ECLI:NL:CRVB:2019:3640
Centrale Raad van Beroep
- Hoger beroep
- Rechtspraak.nl
Verzet tegen niet-ontvankelijk verklaring van hoger beroep in sociale zekerheidszaak
Op 15 november 2019 heeft de Centrale Raad van Beroep uitspraak gedaan in de zaak met nummer 18/5259 ANW-V. Deze uitspraak betreft het verzet van appellante tegen een eerdere uitspraak van de Raad, waarin het hoger beroep niet-ontvankelijk was verklaard. De zaak is ontstaan uit een hoger beroep tegen een uitspraak van de rechtbank Amsterdam van 24 juli 2018. Appellante, woonachtig in Tunesië, had het hogerberoepschrift te laat ingediend, namelijk op 4 oktober 2018, terwijl de uiterste datum 4 september 2018 was. In het verzet heeft appellante aangevoerd dat zij door ziekte niet in staat was om tijdig een hogerberoepschrift in te dienen en dat er vertraging was bij het postkantoor in Tunesië.

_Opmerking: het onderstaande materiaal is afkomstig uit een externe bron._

//! # memlink-core
//!
//! Core library for memlink - capture chat conversations and sync them to a
//! memory backend.
//!
//! This library provides:
//! - Extraction of ordered user/assistant turns from a conversation page
//! - A message relay between the controller and page tabs
//! - An HTTP client for the memory backend with bearer-token auth
//! - Session persistence, configuration and logging
//!
//! ## Architecture
//!
//! A user action flows through three contexts:
//! - **Controller:** owns login state and the selected project
//! - **Relay:** stateless broker that finds the active tab and forwards requests
//! - **Content service:** runs inside a tab and extracts the transcript
//!
//! ## Example
//!
//! ```rust,no_run
//! use std::sync::Arc;
//! use memlink_core::relay::{Relay, TabRegistry};
//! use memlink_core::{Config, Controller, Session, SyncClient};
//!
//! # async fn run() -> memlink_core::Result<()> {
//! let config = Config::load()?;
//! let session = Session::file(config.session.token_path());
//! let client = SyncClient::new(&config.backend, session.clone())?;
//! let (relay, _handle) = Relay::new(Arc::new(TabRegistry::new())).spawn();
//!
//! let mut controller = Controller::new(session, client, relay);
//! controller.startup().await;
//! # Ok(())
//! # }
//! ```

// Re-export commonly used items at the crate root
pub use config::Config;
pub use controller::Controller;
pub use error::{Error, Result};
pub use session::Session;
pub use sync::SyncClient;
pub use types::*;

// Public modules
pub mod config;
pub mod controller;
pub mod error;
pub mod extract;
pub mod logging;
pub mod relay;
pub mod session;
pub mod sync;
pub mod types;
#[tokio::test]
async fn test_rejected_registration_reports_login_failure() {
    let mut h = Harness::new().await;
    h.backend.respond(
        "POST /auth/register",
        401,
        json!({"message": "Email already registered"}),
    );

    let err = h.controller.register("me@example.com", "pw").await.unwrap_err();
    assert_eq!(err.user_message(), "Login failed: Email already registered");
    assert!(!h.controller.is_logged_in());
}

#[tokio::test]
async fn test_register_logs_in() {
    let mut h = Harness::new().await;
    h.backend.respond(
        "POST /auth/register",
        200,
        json!({"access_token": "fresh", "token_type": "bearer"}),
    );

    h.controller.register("new@example.com", "pw").await.unwrap();
    assert!(h.controller.is_logged_in());
    assert_eq!(h.session.get_token().as_deref(), Some("fresh"));
}

#[tokio::test]
async fn test_malformed_projects_are_dropped() {
    let mut h = Harness::new().await;
    h.logged_in_with_project().await;
    h.backend.respond(
        "GET /projects",
        200,
        json!([{"id": 1, "name": "A"}, null, {"id": 2}, {"id": 3, "name": "C"}]),
    );

    let projects = h.controller.load_projects().await.unwrap().to_vec();
    let summary: Vec<(i64, &str)> = projects.iter().map(|p| (p.id, p.name.as_str())).collect();
    assert_eq!(summary, vec![(1, "A"), (3, "C")]);

    // Project 2 is no longer selectable
    assert!(matches!(
        h.controller.select_project(2),
        Err(Error::Validation(_))
    ));
}

#[tokio::test]
async fn test_projects_response_that_is_not_a_list_is_invalid() {
    let mut h = Harness::new().await;
    h.logged_in_with_project().await;
    h.backend
        .respond("GET /projects", 200, json!({"projects": []}));

    let err = h.controller.load_projects().await.unwrap_err();
    assert!(matches!(err, Error::InvalidResponse(_)));
    // Previous list survives a failed load
    assert_eq!(h.controller.projects().len(), 2);
}

#[tokio::test]
async fn test_non_json_success_body_is_invalid_response() {
    let mut h = Harness::new().await;
    h.logged_in_with_project().await;
    h.backend.respond_raw("GET /projects", 200, "<html>proxy</html>");

    let err = h.controller.load_projects().await.unwrap_err();
    assert!(matches!(err, Error::InvalidResponse(_)));
    assert!(h.controller.is_logged_in());
}

#[tokio::test]
async fn test_plain_text_error_body_is_used_as_message() {
    let mut h = Harness::new().await;
    h.logged_in_with_project().await;
    h.backend
        .respond_raw("GET /projects", 502, "upstream unavailable");

    match h.controller.load_projects().await.unwrap_err() {
        Error::Http { status, message } => {
            assert_eq!(status, 502);
            assert_eq!(message, "upstream unavailable");
        }
        other => panic!("expected Http error, got {other:?}"),
    }
}

#[tokio::test]
async fn test_startup_validates_stored_token() {
    let session = Session::in_memory();
    session.set_token("stored").unwrap();
    let mut h = Harness::with_session(session).await;
    h.backend
        .respond("GET /projects", 200, json!([{"id": 7, "name": "Kept"}]));

    assert_eq!(h.controller.startup().await, ControllerState::LoggedIn);
    assert_eq!(h.controller.projects().len(), 1);
    assert_eq!(
        h.backend.requests_to("/projects")[0].authorization.as_deref(),
        Some("Bearer stored")
    );
}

De Raad heeft echter geoordeeld dat appellante in het verzet geen nieuwe feiten of omstandigheden heeft aangevoerd die zouden kunnen leiden tot een andere beslissing. Er zijn geen medische bewijsstukken overgelegd die aantonen dat appellante gedurende de gehele beroepstermijn niet in staat was om hoger beroep in te stellen of iemand anders in te schakelen. Ook de gestelde vertraging bij de postbezorging is niet onderbouwd met bewijsstukken. Daarom heeft de Raad het verzet ongegrond verklaard en is er geen aanleiding voor een proceskostenveroordeling.
De uitspraak is gedaan door C.H. Bangma, in aanwezigheid van griffier J. Smolders, en is openbaar uitgesproken op dezelfde datum.